## [Task to complete]
Look for the string "collect" in the data below, and copy each line that holds it.

## [Data extract]
[Start of section]

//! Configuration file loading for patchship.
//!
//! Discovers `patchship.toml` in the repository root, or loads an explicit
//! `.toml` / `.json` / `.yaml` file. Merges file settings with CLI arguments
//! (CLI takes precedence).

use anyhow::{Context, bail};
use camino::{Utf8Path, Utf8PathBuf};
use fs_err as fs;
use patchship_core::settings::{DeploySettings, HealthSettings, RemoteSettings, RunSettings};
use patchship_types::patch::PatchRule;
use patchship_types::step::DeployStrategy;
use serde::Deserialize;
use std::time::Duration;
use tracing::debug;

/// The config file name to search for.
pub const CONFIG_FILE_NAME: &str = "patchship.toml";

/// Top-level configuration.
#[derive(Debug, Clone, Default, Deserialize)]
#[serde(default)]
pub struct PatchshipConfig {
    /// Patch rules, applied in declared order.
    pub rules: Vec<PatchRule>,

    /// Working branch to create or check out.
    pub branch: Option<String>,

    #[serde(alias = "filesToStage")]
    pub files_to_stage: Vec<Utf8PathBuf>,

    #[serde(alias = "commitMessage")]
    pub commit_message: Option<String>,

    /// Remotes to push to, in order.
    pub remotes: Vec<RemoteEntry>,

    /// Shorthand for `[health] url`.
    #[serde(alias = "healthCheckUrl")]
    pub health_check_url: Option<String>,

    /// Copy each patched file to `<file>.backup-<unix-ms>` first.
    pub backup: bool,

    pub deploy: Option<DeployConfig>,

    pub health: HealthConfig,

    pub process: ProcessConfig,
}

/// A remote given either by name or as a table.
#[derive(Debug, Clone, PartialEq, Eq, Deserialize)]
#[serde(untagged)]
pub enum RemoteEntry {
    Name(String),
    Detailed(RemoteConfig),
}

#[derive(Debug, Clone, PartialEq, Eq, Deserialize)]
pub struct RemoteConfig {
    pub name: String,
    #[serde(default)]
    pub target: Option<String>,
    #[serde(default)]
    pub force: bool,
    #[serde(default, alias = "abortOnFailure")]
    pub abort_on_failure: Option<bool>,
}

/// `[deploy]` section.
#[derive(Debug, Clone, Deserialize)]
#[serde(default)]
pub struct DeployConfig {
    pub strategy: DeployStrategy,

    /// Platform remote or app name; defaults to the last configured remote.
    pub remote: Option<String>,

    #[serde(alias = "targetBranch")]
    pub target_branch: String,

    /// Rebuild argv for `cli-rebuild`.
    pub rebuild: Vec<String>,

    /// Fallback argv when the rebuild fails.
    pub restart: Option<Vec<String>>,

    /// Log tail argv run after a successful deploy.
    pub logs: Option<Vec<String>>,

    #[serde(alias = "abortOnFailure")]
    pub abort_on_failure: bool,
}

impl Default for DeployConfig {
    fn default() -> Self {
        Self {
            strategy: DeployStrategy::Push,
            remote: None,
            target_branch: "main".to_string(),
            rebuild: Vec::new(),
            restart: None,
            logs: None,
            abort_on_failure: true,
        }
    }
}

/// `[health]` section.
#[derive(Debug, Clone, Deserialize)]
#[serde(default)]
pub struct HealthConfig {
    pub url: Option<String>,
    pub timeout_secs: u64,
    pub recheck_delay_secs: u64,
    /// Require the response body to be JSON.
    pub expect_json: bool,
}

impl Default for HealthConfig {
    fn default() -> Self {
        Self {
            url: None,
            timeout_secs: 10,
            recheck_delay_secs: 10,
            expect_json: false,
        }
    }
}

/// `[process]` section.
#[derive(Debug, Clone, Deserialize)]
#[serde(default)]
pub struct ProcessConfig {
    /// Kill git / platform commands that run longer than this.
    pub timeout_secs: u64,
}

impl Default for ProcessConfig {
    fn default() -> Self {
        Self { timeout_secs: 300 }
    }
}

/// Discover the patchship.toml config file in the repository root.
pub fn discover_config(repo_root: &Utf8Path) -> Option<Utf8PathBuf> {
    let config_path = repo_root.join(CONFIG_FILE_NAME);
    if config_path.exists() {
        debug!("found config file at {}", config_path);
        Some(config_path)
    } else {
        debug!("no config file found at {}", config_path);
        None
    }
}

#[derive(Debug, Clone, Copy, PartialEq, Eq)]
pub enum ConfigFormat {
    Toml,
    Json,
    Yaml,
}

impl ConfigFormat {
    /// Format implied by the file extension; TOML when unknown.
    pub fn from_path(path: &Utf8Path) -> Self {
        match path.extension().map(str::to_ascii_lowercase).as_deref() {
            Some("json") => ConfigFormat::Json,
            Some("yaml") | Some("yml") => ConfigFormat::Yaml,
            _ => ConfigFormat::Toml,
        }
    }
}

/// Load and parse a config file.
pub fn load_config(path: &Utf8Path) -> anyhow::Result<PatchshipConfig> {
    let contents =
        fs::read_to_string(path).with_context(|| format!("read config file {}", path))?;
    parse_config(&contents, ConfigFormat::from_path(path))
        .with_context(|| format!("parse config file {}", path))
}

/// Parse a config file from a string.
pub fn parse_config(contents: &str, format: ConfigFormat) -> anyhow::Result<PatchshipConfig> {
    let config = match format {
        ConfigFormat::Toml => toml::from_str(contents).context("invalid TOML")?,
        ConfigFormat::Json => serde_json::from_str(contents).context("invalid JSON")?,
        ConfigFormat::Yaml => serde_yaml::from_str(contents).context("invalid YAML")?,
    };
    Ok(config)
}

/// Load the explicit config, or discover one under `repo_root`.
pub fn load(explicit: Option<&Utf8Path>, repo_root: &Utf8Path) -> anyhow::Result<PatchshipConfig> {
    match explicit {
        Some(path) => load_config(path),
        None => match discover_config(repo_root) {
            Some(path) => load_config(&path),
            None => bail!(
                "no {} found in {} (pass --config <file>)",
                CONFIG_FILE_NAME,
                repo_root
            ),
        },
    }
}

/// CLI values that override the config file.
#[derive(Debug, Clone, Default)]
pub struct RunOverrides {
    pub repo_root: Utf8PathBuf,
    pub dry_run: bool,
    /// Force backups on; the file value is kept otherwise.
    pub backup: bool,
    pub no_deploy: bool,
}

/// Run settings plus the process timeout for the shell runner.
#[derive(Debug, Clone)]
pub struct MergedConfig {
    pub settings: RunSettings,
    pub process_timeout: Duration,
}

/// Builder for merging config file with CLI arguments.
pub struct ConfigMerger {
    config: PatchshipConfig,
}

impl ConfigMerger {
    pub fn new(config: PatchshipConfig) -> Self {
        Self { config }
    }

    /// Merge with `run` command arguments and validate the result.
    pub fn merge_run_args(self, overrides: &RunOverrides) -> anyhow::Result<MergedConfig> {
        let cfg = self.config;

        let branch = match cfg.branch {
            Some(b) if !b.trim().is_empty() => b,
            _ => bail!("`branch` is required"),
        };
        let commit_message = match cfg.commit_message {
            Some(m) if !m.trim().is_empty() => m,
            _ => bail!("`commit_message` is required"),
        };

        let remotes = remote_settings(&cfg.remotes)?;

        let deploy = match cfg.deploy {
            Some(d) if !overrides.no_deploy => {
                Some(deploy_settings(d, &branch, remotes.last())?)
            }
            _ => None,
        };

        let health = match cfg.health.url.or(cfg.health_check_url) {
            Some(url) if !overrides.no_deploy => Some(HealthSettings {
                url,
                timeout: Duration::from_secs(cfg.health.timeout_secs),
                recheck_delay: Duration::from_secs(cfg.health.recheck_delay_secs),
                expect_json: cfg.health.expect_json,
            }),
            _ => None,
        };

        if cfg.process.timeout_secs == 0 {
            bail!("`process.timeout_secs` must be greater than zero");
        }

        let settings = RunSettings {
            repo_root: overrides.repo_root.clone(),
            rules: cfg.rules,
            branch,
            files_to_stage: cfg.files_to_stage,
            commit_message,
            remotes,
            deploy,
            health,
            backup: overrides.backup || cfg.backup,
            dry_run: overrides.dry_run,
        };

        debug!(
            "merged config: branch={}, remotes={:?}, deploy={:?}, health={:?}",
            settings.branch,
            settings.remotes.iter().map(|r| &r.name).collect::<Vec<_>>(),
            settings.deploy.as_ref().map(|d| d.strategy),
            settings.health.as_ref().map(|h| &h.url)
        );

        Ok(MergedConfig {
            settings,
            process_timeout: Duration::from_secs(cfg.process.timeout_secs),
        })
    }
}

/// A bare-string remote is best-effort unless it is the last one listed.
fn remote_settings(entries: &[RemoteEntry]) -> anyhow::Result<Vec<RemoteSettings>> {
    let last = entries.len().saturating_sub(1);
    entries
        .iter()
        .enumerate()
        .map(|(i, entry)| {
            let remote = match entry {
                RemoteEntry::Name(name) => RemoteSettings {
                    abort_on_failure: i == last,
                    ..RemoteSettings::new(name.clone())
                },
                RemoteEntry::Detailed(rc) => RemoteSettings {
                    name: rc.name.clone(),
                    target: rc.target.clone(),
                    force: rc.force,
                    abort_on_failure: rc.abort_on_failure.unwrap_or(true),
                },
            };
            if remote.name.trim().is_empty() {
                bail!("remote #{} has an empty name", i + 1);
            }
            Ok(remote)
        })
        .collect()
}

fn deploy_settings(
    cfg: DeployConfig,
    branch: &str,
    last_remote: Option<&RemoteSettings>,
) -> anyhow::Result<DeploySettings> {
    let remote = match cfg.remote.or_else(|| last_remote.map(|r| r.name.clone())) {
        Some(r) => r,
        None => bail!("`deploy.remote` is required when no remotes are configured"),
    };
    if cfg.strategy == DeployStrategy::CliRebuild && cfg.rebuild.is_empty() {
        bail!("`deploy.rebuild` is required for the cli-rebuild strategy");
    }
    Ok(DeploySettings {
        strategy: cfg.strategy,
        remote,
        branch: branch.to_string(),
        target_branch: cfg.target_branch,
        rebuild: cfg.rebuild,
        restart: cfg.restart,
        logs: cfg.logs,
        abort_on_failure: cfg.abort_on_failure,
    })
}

[End of section]
[Start of section]

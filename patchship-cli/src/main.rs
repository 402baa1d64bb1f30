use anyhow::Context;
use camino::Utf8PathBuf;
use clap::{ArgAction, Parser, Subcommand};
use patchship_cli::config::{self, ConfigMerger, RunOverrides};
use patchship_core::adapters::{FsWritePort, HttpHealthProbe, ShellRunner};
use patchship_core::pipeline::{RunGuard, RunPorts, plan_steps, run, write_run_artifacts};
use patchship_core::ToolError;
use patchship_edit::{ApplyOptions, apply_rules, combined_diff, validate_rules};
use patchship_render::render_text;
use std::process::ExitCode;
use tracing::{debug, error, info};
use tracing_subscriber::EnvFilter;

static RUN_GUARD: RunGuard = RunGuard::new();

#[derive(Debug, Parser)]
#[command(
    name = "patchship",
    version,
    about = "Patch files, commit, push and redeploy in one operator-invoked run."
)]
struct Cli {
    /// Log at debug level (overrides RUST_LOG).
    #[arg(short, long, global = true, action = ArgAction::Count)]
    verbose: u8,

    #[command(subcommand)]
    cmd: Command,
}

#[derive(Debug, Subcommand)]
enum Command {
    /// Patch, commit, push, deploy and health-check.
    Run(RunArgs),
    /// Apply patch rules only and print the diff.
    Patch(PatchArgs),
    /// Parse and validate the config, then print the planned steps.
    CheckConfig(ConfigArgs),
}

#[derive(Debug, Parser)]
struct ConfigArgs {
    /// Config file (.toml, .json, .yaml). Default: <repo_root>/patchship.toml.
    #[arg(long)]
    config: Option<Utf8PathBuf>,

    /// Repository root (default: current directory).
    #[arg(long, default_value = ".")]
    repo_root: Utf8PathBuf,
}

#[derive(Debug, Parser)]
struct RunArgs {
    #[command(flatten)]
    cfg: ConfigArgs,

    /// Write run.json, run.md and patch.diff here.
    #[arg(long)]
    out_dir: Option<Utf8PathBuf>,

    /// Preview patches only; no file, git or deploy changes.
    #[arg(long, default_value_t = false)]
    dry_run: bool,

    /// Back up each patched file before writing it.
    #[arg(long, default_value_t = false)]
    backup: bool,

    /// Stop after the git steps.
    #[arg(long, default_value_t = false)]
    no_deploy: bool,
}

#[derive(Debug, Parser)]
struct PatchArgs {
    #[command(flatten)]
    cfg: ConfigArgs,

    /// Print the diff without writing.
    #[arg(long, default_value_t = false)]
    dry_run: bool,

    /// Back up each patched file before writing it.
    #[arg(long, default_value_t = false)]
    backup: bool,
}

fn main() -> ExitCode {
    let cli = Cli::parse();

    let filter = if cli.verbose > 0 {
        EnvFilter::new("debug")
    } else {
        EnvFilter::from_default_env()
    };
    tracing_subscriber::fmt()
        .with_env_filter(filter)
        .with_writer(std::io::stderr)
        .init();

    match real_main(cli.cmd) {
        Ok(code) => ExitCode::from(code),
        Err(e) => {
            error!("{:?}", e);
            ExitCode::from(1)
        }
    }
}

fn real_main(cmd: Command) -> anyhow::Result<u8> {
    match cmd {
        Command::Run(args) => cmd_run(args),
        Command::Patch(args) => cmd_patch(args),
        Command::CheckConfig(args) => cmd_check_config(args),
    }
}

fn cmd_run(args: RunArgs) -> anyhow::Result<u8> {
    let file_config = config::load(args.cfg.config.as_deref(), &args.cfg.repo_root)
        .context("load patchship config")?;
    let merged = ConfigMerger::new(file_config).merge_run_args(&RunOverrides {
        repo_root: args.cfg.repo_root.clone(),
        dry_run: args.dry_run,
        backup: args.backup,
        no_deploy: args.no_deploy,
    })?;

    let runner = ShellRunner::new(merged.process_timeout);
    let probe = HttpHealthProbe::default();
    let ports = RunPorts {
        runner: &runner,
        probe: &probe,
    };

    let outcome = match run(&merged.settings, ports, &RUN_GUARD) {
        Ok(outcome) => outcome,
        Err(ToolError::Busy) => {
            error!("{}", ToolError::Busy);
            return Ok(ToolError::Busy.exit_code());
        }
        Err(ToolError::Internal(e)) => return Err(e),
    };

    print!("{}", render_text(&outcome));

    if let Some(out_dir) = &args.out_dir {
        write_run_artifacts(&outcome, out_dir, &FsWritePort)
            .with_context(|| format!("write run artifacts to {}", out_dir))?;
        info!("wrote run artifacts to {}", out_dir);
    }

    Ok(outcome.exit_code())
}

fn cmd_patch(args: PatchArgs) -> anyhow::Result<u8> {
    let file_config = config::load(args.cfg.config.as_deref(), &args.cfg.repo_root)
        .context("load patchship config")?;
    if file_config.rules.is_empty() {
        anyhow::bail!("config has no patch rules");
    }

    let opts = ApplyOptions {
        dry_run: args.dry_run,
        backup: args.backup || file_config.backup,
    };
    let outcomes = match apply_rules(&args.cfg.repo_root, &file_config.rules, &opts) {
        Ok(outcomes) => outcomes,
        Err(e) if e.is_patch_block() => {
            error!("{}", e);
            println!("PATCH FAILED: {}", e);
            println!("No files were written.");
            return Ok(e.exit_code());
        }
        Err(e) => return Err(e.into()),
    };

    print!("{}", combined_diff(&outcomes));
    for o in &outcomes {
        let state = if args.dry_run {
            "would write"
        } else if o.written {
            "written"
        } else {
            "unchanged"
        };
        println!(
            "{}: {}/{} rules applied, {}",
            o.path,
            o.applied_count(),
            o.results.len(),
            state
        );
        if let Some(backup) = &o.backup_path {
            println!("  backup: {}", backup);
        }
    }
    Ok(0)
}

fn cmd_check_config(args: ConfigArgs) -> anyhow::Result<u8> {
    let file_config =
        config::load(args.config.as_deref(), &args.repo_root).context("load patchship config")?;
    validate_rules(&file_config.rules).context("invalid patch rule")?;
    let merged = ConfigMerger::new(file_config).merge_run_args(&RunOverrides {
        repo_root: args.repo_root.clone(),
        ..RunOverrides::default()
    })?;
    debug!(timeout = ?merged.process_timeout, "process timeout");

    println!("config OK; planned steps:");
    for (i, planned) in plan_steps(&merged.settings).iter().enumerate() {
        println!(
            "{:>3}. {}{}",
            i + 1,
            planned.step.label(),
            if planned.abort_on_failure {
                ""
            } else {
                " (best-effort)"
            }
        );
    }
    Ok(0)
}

[End of section]

## [Response to the task]
            settings.remotes.iter().map(|r| &r.name).collect::<Vec<_>>(),
        .collect()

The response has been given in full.